- Opening Delimiter -

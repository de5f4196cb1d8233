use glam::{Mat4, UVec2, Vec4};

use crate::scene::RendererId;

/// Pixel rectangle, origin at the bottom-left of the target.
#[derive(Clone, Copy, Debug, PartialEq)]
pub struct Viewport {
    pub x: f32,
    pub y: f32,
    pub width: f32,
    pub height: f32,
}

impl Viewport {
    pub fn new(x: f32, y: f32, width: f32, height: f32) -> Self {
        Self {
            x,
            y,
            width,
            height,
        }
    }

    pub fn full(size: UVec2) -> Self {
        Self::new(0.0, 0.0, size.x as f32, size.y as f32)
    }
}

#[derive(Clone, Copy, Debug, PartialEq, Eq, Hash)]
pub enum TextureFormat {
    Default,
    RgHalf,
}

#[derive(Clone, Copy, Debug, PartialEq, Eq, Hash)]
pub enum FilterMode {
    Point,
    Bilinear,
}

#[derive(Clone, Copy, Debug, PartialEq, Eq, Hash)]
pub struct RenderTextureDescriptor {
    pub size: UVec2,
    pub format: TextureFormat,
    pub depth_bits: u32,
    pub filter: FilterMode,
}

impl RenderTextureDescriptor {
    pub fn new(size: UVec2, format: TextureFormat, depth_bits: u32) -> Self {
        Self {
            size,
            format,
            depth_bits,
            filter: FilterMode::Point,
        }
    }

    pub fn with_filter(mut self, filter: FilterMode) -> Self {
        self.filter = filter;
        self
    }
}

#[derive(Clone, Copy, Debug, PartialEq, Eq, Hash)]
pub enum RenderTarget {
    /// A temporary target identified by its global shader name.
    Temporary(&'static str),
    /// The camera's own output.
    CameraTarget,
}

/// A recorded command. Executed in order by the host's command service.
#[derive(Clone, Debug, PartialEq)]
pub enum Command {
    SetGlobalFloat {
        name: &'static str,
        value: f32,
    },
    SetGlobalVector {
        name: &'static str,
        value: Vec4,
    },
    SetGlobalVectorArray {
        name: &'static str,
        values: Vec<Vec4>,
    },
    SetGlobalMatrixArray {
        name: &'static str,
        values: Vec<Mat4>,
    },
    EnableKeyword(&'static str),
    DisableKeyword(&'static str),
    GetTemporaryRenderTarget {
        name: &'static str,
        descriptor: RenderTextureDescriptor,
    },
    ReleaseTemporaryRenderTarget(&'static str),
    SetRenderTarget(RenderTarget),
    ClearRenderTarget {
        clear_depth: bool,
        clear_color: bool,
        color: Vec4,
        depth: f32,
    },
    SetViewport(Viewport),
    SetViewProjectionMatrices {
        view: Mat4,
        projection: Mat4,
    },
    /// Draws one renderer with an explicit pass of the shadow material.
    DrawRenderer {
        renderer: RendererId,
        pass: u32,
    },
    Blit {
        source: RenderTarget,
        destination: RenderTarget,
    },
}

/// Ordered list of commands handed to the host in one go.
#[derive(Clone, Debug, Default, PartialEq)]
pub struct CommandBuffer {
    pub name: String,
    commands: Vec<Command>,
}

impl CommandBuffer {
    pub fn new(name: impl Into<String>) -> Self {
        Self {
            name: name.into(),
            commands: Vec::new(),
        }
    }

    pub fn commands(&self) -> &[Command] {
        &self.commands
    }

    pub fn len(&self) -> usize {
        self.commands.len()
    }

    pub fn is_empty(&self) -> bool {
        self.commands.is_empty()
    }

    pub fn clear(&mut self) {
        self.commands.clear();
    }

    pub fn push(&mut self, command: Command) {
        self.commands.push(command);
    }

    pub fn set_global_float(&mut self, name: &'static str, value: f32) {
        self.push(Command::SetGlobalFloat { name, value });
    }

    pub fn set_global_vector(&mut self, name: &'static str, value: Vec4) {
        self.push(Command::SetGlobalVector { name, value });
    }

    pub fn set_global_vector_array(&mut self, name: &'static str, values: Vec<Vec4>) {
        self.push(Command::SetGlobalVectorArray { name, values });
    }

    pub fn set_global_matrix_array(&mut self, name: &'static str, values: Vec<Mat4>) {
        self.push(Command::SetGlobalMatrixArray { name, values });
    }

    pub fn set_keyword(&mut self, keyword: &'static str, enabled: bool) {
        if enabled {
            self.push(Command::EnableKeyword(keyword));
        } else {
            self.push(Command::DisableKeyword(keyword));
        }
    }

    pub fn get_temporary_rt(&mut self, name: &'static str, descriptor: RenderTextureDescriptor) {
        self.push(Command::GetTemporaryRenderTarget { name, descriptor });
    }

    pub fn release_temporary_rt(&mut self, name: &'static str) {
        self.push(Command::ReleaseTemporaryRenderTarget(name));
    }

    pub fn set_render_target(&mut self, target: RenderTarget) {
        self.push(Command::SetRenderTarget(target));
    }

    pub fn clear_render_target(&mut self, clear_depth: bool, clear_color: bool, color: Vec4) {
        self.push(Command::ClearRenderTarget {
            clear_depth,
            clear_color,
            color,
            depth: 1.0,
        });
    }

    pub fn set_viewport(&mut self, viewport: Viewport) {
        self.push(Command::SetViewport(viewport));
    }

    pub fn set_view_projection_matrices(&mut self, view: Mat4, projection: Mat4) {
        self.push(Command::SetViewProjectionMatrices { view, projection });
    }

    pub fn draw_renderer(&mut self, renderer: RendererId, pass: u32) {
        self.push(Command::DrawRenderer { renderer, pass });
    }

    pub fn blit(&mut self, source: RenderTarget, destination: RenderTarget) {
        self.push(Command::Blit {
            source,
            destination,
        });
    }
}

- Closing Delimiter -
- Opening Delimiter -

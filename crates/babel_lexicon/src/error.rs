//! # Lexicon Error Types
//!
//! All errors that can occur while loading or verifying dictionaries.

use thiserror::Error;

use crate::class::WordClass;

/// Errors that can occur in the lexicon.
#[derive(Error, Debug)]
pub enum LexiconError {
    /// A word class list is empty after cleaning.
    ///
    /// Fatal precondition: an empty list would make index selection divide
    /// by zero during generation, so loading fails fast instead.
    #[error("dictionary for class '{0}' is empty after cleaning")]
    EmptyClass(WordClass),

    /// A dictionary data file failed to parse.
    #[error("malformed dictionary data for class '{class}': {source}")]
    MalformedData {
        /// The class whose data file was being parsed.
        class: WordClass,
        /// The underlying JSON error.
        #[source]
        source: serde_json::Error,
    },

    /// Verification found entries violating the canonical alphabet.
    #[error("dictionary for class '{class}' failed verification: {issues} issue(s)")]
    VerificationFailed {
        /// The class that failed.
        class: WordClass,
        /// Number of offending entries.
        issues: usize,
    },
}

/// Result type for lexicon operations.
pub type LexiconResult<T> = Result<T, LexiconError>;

- Closing Delimiter -

* [Goal of the exercise]: Check the entries above line by line and return each one containing the word "GetTemporaryRenderTarget".

* [Result]:
    GetTemporaryRenderTarget {
        self.push(Command::GetTemporaryRenderTarget { name, descriptor });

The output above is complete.